Problem to solve: Review the listing and copy each line that holds the word "Deserialize".

Available records:
============
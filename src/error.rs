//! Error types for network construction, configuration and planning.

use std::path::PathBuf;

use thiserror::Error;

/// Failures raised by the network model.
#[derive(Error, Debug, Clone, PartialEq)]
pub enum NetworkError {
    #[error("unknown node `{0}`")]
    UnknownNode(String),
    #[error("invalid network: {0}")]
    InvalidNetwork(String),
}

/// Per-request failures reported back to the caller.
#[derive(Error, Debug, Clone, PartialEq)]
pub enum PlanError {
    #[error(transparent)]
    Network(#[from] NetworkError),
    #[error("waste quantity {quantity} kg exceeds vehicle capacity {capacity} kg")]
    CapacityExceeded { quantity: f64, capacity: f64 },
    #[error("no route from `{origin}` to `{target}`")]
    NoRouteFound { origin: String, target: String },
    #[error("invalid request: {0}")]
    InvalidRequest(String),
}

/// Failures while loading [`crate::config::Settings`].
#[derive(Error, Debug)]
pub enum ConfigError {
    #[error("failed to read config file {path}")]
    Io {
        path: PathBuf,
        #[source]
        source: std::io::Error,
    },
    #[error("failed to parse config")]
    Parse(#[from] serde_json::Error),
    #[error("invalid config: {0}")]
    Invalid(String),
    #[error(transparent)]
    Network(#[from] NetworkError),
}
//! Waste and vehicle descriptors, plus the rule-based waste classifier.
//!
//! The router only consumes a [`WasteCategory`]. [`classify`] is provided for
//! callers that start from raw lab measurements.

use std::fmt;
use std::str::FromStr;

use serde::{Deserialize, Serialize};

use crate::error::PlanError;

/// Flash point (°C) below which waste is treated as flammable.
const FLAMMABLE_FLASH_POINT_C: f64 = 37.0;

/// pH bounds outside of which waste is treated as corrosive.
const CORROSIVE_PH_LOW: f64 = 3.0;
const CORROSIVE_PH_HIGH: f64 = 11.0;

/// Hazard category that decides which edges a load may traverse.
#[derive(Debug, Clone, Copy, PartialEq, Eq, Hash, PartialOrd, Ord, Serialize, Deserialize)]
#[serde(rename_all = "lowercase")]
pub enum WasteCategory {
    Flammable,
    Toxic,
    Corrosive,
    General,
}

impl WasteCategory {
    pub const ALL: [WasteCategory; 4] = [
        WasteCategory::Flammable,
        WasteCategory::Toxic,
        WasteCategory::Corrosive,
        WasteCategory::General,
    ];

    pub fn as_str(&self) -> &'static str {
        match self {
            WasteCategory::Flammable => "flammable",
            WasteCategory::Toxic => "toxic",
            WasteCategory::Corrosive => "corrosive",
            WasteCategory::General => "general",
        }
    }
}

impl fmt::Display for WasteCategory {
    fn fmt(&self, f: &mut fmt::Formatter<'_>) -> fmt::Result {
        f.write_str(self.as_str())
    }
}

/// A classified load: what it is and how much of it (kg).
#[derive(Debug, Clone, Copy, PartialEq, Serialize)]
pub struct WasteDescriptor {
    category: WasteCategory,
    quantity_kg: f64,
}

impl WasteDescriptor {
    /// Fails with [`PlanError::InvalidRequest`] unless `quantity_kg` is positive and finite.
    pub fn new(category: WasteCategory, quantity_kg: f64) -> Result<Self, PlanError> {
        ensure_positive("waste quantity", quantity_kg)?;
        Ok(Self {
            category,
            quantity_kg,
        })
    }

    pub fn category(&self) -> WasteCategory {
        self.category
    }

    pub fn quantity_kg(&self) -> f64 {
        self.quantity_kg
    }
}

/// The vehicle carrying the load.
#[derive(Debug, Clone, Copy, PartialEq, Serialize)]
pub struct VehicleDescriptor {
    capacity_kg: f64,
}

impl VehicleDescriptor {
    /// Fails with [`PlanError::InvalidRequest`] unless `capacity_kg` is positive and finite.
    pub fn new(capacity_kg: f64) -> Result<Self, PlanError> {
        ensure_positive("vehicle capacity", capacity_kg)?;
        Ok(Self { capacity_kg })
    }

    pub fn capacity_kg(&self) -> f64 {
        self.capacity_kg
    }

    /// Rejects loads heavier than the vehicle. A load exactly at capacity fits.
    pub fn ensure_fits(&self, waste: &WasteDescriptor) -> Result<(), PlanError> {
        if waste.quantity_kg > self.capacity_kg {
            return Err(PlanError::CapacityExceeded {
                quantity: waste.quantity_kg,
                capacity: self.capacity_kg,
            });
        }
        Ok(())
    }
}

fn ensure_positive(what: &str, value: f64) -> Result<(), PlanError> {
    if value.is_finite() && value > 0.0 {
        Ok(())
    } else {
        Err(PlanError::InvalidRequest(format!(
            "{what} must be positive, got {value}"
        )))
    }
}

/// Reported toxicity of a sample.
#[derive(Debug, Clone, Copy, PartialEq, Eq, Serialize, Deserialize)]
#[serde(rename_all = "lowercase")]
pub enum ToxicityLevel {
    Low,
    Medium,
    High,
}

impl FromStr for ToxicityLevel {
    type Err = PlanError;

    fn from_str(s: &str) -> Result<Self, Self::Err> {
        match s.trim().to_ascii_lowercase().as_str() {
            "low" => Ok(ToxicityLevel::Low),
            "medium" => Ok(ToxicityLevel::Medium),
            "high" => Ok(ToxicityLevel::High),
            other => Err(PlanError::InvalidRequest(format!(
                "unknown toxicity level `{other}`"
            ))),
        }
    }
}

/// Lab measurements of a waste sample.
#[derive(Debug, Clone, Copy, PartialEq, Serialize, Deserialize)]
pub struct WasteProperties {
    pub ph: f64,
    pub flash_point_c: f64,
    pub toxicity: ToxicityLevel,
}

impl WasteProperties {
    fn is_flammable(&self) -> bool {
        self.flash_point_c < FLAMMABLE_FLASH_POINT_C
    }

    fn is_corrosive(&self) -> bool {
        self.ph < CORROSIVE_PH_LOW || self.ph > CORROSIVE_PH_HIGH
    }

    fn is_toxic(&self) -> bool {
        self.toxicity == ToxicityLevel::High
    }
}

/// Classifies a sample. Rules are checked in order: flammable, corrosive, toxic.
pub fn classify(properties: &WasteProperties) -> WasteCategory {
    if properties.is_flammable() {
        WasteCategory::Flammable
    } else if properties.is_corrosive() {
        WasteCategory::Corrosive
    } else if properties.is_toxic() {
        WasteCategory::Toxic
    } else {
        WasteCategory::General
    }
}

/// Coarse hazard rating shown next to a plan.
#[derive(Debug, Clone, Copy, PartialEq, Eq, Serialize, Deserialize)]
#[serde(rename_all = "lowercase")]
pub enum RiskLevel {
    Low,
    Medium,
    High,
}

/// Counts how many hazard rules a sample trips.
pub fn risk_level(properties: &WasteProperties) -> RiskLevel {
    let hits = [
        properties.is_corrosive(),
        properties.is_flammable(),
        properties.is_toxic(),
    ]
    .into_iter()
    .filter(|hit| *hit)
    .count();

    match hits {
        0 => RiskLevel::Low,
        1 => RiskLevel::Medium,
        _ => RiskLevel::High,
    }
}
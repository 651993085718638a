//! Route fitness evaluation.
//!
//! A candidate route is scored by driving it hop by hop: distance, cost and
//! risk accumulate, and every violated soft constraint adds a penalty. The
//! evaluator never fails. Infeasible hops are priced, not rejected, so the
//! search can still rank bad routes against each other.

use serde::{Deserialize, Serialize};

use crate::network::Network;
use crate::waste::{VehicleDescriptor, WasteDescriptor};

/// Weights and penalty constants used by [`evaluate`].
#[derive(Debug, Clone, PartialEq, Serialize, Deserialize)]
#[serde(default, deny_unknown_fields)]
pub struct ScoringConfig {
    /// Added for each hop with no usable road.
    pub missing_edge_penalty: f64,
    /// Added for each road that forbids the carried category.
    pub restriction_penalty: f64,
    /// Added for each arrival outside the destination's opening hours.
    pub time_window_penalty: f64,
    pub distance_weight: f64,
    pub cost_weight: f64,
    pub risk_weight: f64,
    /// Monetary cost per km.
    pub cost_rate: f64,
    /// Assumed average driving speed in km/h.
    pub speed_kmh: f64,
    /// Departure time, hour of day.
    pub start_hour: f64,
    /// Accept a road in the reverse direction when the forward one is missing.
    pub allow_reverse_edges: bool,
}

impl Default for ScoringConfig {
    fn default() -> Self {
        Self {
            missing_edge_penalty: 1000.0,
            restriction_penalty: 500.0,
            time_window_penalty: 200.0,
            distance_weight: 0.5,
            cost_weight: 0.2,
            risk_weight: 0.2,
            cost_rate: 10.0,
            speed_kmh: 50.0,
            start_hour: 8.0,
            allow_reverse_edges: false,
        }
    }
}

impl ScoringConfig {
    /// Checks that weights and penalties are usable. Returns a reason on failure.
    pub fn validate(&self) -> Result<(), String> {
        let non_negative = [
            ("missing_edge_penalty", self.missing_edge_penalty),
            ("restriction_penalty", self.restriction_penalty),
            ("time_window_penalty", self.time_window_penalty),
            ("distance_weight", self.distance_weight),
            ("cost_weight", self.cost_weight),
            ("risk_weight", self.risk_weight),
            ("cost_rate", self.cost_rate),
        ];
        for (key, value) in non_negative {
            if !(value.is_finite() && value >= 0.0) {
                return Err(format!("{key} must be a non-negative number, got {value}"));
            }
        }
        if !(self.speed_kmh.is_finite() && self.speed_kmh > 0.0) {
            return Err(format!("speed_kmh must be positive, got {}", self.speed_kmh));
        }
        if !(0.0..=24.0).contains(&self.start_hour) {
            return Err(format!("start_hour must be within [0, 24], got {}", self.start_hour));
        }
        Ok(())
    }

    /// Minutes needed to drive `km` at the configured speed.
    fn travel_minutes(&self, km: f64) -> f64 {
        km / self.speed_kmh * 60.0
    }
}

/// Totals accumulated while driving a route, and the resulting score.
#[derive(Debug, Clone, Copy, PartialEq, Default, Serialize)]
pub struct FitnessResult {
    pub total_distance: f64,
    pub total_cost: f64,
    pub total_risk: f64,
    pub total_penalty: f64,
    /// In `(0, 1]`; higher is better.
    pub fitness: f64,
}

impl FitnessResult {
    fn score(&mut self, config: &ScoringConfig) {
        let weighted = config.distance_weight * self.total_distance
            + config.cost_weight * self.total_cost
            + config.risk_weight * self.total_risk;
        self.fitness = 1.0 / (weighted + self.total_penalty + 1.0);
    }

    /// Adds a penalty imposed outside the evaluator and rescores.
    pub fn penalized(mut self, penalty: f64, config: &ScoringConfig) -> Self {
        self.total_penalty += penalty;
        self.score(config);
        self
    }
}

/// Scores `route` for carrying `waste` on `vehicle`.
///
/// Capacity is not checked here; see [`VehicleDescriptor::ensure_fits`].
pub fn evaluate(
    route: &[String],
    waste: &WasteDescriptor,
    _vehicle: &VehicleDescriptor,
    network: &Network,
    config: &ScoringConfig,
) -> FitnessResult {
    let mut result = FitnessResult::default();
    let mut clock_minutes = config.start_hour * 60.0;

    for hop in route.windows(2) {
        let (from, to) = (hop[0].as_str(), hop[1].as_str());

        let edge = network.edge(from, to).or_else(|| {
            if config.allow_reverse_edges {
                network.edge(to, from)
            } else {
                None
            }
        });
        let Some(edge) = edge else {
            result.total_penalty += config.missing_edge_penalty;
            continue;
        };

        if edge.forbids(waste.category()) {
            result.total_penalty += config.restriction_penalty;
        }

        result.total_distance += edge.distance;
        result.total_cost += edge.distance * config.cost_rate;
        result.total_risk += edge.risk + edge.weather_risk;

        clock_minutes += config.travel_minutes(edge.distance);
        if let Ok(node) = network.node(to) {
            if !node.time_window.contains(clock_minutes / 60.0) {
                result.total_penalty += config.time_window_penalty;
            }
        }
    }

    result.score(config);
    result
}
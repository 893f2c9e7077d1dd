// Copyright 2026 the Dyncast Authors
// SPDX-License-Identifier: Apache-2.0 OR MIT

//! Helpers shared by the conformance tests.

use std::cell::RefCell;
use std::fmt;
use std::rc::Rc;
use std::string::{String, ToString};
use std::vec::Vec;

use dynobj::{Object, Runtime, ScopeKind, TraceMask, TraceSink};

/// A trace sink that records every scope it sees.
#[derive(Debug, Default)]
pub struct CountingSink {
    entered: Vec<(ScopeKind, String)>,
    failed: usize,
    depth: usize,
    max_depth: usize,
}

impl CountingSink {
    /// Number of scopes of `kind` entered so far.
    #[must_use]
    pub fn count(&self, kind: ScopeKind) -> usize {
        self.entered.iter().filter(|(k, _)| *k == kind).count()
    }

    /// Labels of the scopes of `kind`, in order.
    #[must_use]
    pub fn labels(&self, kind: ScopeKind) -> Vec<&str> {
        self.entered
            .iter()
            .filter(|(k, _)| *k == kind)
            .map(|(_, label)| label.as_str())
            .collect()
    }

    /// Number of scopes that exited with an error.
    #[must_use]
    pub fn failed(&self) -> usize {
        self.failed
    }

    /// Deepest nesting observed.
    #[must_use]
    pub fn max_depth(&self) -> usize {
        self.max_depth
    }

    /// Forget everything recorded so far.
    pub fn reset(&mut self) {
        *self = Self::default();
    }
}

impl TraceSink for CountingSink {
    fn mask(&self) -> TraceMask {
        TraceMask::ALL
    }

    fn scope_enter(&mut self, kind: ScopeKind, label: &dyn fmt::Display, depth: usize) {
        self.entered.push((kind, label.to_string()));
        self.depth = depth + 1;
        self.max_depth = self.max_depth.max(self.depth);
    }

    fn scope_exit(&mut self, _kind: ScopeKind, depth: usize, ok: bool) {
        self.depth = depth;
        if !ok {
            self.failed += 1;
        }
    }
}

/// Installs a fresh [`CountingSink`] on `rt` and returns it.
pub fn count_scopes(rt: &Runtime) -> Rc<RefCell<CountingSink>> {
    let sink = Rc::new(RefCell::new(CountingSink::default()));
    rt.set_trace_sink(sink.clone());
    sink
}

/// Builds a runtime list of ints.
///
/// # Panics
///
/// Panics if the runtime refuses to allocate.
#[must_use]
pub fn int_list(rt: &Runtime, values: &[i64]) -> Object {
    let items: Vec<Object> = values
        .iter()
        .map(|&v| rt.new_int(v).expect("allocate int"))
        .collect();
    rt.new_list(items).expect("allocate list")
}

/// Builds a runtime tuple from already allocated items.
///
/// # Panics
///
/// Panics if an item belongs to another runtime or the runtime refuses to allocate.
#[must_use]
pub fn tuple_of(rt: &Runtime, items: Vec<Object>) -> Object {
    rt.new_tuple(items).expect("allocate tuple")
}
============
Answer section:
use serde::{Deserialize, Serialize};
#[derive(Debug, Clone, Copy, PartialEq, Eq, Hash, PartialOrd, Ord, Serialize, Deserialize)]
#[derive(Debug, Clone, Copy, PartialEq, Eq, Serialize, Deserialize)]
#[derive(Debug, Clone, Copy, PartialEq, Serialize, Deserialize)]
#[derive(Debug, Clone, Copy, PartialEq, Eq, Serialize, Deserialize)]
use serde::{Deserialize, Serialize};
#[derive(Debug, Clone, PartialEq, Serialize, Deserialize)]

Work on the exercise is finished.